Let’s say right now the word you’d use to describe how you feel about your body is something like hate, hopeless, dread, resent, discomfort, etc.  

Feeling this way, you might look at the idea of loving your body and think, ‘love is a bit of a strong word’ or ‘I cannot honestly picture myself feeling that way’.

It’s possible you may even feel a sense of discomfort, resentment, or shame when you hear phrases like, “love your body”. (BTW- this is really common and understandable, so know you aren’t alone and there is nothing wrong with you if that’s how you feel.)

Changing the language around your relationship with your body can take so much of that pressure, shame or discomfort off the table and allow you to redefine your approach on your own terms.

With compassion and curiosity, consider where your relationship is at right now and where you want to get to. Not where you feel like you should get to, but where you would feel most yourself. One that feels aligned with who you are, your values and your goals.  

Maybe it looks more like one of these:

·       I want to like my body.

·       I want to respect my body.

·       I want a partnership with my body.

·       I want a supportive relationship with my body.

·       I want a more casual, less emotionally demanding relationship with my body.

·       I want a symbiotic relationship with my body.

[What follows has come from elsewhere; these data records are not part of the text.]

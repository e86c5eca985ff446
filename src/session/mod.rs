//! Streaming session engine
//!
//! One `Session` per connected client. The session owns the audio buffer and
//! transcript state, decides when buffered audio justifies a processing pass,
//! hands the heavy work to the shared dispatcher, and emits ordered
//! interim/final/error responses back over its outbound channel.

mod config;
mod session;
mod wire;

pub use config::{SessionConfig, StreamSettings};
pub use session::{Session, SessionInput};
pub use wire::{ClientMessage, ServerMessage};
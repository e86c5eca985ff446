//! Processing dispatcher
//!
//! Heavy decode/transcribe/translate work runs here, on a bounded pool of
//! tokio tasks shared across all sessions, so a session's control loop is
//! never blocked by model inference. Jobs queue FIFO on the semaphore when
//! the pool is saturated. Completion is reported over a per-session channel;
//! if the session is gone by then the result is silently dropped.

use std::sync::Arc;

use tokio::sync::{mpsc, Semaphore};
use tracing::{debug, warn};

use crate::engine::{Engines, TranslateError};

/// Whether a job was triggered by the interim threshold or by a flush.
#[derive(Debug, Clone, Copy, PartialEq, Eq)]
pub enum JobKind {
    Interim,
    Final,
}

/// One unit of processing work handed off the session's control path.
#[derive(Debug)]
pub struct ProcessingJob {
    pub session_id: String,
    pub kind: JobKind,
    /// Compressed audio bytes snapshotted from the session buffer.
    pub audio: Vec<u8>,
    pub source_language: Option<String>,
    pub target_language: String,
    /// Last interim result, used by final passes when the buffered audio
    /// yields nothing usable: (text, detected language).
    pub fallback: Option<(String, String)>,
}

/// Authoritative result of a final pass.
#[derive(Debug, Clone)]
pub struct FinalResult {
    pub original_text: String,
    pub translated_text: String,
    pub detected_language: String,
    pub target_language: String,
    /// True when translation was a no-op (same language, empty text, or an
    /// unsupported pair degraded to the original text).
    pub translation_skipped: bool,
}

#[derive(Debug)]
pub enum JobOutcome {
    /// Interim pass produced text.
    Recognized {
        text: String,
        detected_language: String,
    },
    /// Final pass result; always produced for a final job.
    Finalized(FinalResult),
    /// No usable audio was recoverable from the submitted bytes.
    NoAudio,
    /// Decoded audio is below the minimum duration; the buffered bytes are
    /// kept so the utterance can keep accumulating.
    TooShort { samples: usize },
    /// Collaborator failure on an interim pass. Non-fatal for the session.
    Failed { detail: String },
}

/// Outcome plus the bookkeeping the session needs to settle its buffer.
#[derive(Debug)]
pub struct CompletedJob {
    pub kind: JobKind,
    /// Byte count submitted to decode; the unit of buffer draining.
    pub submitted: usize,
    pub outcome: JobOutcome,
}

/// Shared, bounded executor for processing jobs.
pub struct Dispatcher {
    engines: Engines,
    permits: Arc<Semaphore>,
    min_samples: usize,
}

impl Dispatcher {
    pub fn new(engines: Engines, worker_limit: usize, min_samples: usize) -> Self {
        Self {
            engines,
            permits: Arc::new(Semaphore::new(worker_limit.max(1))),
            min_samples,
        }
    }

    /// Queue a job for execution. Returns immediately; the outcome arrives on
    /// `completion` once a worker slot frees up and the pipeline finishes.
    pub fn submit(&self, job: ProcessingJob, completion: mpsc::Sender<CompletedJob>) {
        let engines = self.engines.clone();
        let permits = Arc::clone(&self.permits);
        let min_samples = self.min_samples;

        tokio::spawn(async move {
            let _permit = match permits.acquire_owned().await {
                Ok(permit) => permit,
                // Semaphore closed only on shutdown; drop the job.
                Err(_) => return,
            };

            let kind = job.kind;
            let submitted = job.audio.len();
            let outcome = run_job(&engines, min_samples, job).await;

            // A closed receiver means the session disconnected mid-job;
            // the result is simply discarded.
            let _ = completion
                .send(CompletedJob {
                    kind,
                    submitted,
                    outcome,
                })
                .await;
        });
    }
}

async fn run_job(engines: &Engines, min_samples: usize, job: ProcessingJob) -> JobOutcome {
    match job.kind {
        JobKind::Interim => run_interim(engines, min_samples, &job).await,
        JobKind::Final => JobOutcome::Finalized(run_final(engines, min_samples, job).await),
    }
}

async fn run_interim(engines: &Engines, min_samples: usize, job: &ProcessingJob) -> JobOutcome {
    let samples = match engines.decoder.decode(&job.audio) {
        Ok(samples) => samples,
        Err(e) => {
            return JobOutcome::Failed {
                detail: e.to_string(),
            }
        }
    };

    if samples.is_empty() {
        debug!(
            "Session {}: no audio recoverable from {} bytes",
            job.session_id,
            job.audio.len()
        );
        return JobOutcome::NoAudio;
    }

    if samples.len() < min_samples {
        debug!(
            "Session {}: {} samples below minimum {}, waiting for more audio",
            job.session_id,
            samples.len(),
            min_samples
        );
        return JobOutcome::TooShort {
            samples: samples.len(),
        };
    }

    match engines
        .transcriber
        .transcribe(&samples, job.source_language.as_deref())
        .await
    {
        Ok(transcription) => JobOutcome::Recognized {
            text: transcription.text,
            detected_language: transcription.language,
        },
        Err(e) => JobOutcome::Failed {
            detail: e.to_string(),
        },
    }
}

/// Final passes never fail: anything unusable degrades to the last interim
/// result, and translation trouble degrades to untranslated text, so a flush
/// always produces exactly one authoritative result.
async fn run_final(engines: &Engines, min_samples: usize, job: ProcessingJob) -> FinalResult {
    let mut text = String::new();
    let mut detected = "unknown".to_string();

    if !job.audio.is_empty() {
        match engines.decoder.decode(&job.audio) {
            Ok(samples) if samples.len() >= min_samples => {
                match engines
                    .transcriber
                    .transcribe(&samples, job.source_language.as_deref())
                    .await
                {
                    Ok(transcription) => {
                        text = transcription.text;
                        detected = transcription.language;
                    }
                    Err(e) => {
                        warn!(
                            "Session {}: transcription failed on final pass: {}",
                            job.session_id, e
                        );
                    }
                }
            }
            Ok(samples) => {
                debug!(
                    "Session {}: final audio too short ({} samples), using last partial",
                    job.session_id,
                    samples.len()
                );
            }
            Err(e) => {
                warn!(
                    "Session {}: decode failed on final pass: {}",
                    job.session_id, e
                );
            }
        }
    }

    if text.trim().is_empty() {
        if let Some((fallback_text, fallback_lang)) = job.fallback {
            text = fallback_text;
            detected = fallback_lang;
        }
    }

    let target = job.target_language;
    let (translated, skipped) = if text.trim().is_empty() || detected == target {
        (text.clone(), true)
    } else {
        match engines.translator.translate(&text, &detected, &target).await {
            Ok(translated) => (translated, false),
            Err(TranslateError::UnsupportedPair {
                source_language,
                target_language,
            }) => {
                warn!(
                    "Session {}: no translation model for {}-{}, returning original text",
                    job.session_id, source_language, target_language
                );
                (text.clone(), true)
            }
            Err(e) => {
                warn!(
                    "Session {}: translation failed, returning original text: {}",
                    job.session_id, e
                );
                (text.clone(), true)
            }
        }
    };

    FinalResult {
        original_text: text,
        translated_text: translated,
        detected_language: detected,
        target_language: target,
        translation_skipped: skipped,
    }
}

#[cfg(test)]
mod tests {
    use async_trait::async_trait;

    use super::*;
    use crate::audio::{AudioDecoder, DecodeError};
    use crate::engine::{TranscribeError, Transcriber, Transcription, Translator};

    struct ByteDecoder;

    impl AudioDecoder for ByteDecoder {
        fn decode(&self, bytes: &[u8]) -> Result<Vec<f32>, DecodeError> {
            Ok(vec![0.1; bytes.len()])
        }
    }

    struct FixedTranscriber;

    #[async_trait]
    impl Transcriber for FixedTranscriber {
        async fn transcribe(
            &self,
            _samples: &[f32],
            _hint: Option<&str>,
        ) -> Result<Transcription, TranscribeError> {
            Ok(Transcription {
                text: "good morning".to_string(),
                language: "en".to_string(),
            })
        }
    }

    struct EnglishToArabicTranslator;

    #[async_trait]
    impl Translator for EnglishToArabicTranslator {
        async fn translate(
            &self,
            text: &str,
            source: &str,
            target: &str,
        ) -> Result<String, TranslateError> {
            if source == "en" && target == "ar" {
                Ok(format!("[ar] {}", text))
            } else {
                Err(TranslateError::UnsupportedPair {
                    source_language: source.to_string(),
                    target_language: target.to_string(),
                })
            }
        }
    }

    fn engines() -> Engines {
        Engines::new(
            Arc::new(ByteDecoder),
            Arc::new(FixedTranscriber),
            Arc::new(EnglishToArabicTranslator),
        )
    }

    fn final_job(target: &str) -> ProcessingJob {
        ProcessingJob {
            session_id: "session-test".to_string(),
            kind: JobKind::Final,
            audio: vec![0; 32],
            source_language: None,
            target_language: target.to_string(),
            fallback: None,
        }
    }

    #[tokio::test]
    async fn final_pass_across_languages_marks_translation_applied() {
        let result = run_final(&engines(), 8, final_job("ar")).await;

        assert_eq!(result.original_text, "good morning");
        assert_eq!(result.translated_text, "[ar] good morning");
        assert!(!result.translation_skipped);
    }

    #[tokio::test]
    async fn unsupported_pair_keeps_original_and_marks_skip() {
        let result = run_final(&engines(), 8, final_job("es")).await;

        assert_eq!(result.translated_text, result.original_text);
        assert!(result.translation_skipped);
    }

    #[tokio::test]
    async fn matching_detected_language_marks_skip() {
        let result = run_final(&engines(), 8, final_job("en")).await;

        assert_eq!(result.translated_text, "good morning");
        assert!(result.translation_skipped);
    }
}
use axum::{
    extract::State,
    http::StatusCode,
    response::{IntoResponse, Json},
};
use serde::Serialize;
use std::collections::BTreeMap;

use super::state::AppState;

#[derive(Debug, Serialize)]
pub struct LanguagesResponse {
    pub supported_languages: BTreeMap<String, String>,
}

/// GET /health
pub async fn health_check() -> impl IntoResponse {
    (StatusCode::OK, "OK")
}

/// GET /languages
/// List the target languages `config` messages may request
pub async fn get_languages(State(state): State<AppState>) -> impl IntoResponse {
    let supported_languages = state
        .stream
        .supported_targets
        .iter()
        .map(|code| (code.clone(), language_name(code).to_string()))
        .collect();

    Json(LanguagesResponse {
        supported_languages,
    })
}

fn language_name(code: &str) -> &'static str {
    match code {
        "en" => "English",
        "ar" => "Arabic",
        "es" => "Spanish",
        "fr" => "French",
        "de" => "German",
        "it" => "Italian",
        "pt" => "Portuguese",
        "ru" => "Russian",
        "ja" => "Japanese",
        "ko" => "Korean",
        "zh" => "Chinese",
        "hi" => "Hindi",
        _ => "Unknown",
    }
}

#[cfg(test)]
mod tests {
    use super::*;

    #[test]
    fn known_codes_map_to_names() {
        assert_eq!(language_name("ar"), "Arabic");
        assert_eq!(language_name("en"), "English");
        assert_eq!(language_name("xx"), "Unknown");
    }
}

It's your relationship with your body and it's yours to determine where you're at right now and what makes sense for you moving forward. What would that relationship with your body look like if it felt attainable, manageable, and genuinely aligned with who you are.

We usually come at this from the point of, “What would my body need to look like for that relationship to feel better”. The truth is, though, we don’t need to change our bodies physically to feel better about them mentally and emotionally.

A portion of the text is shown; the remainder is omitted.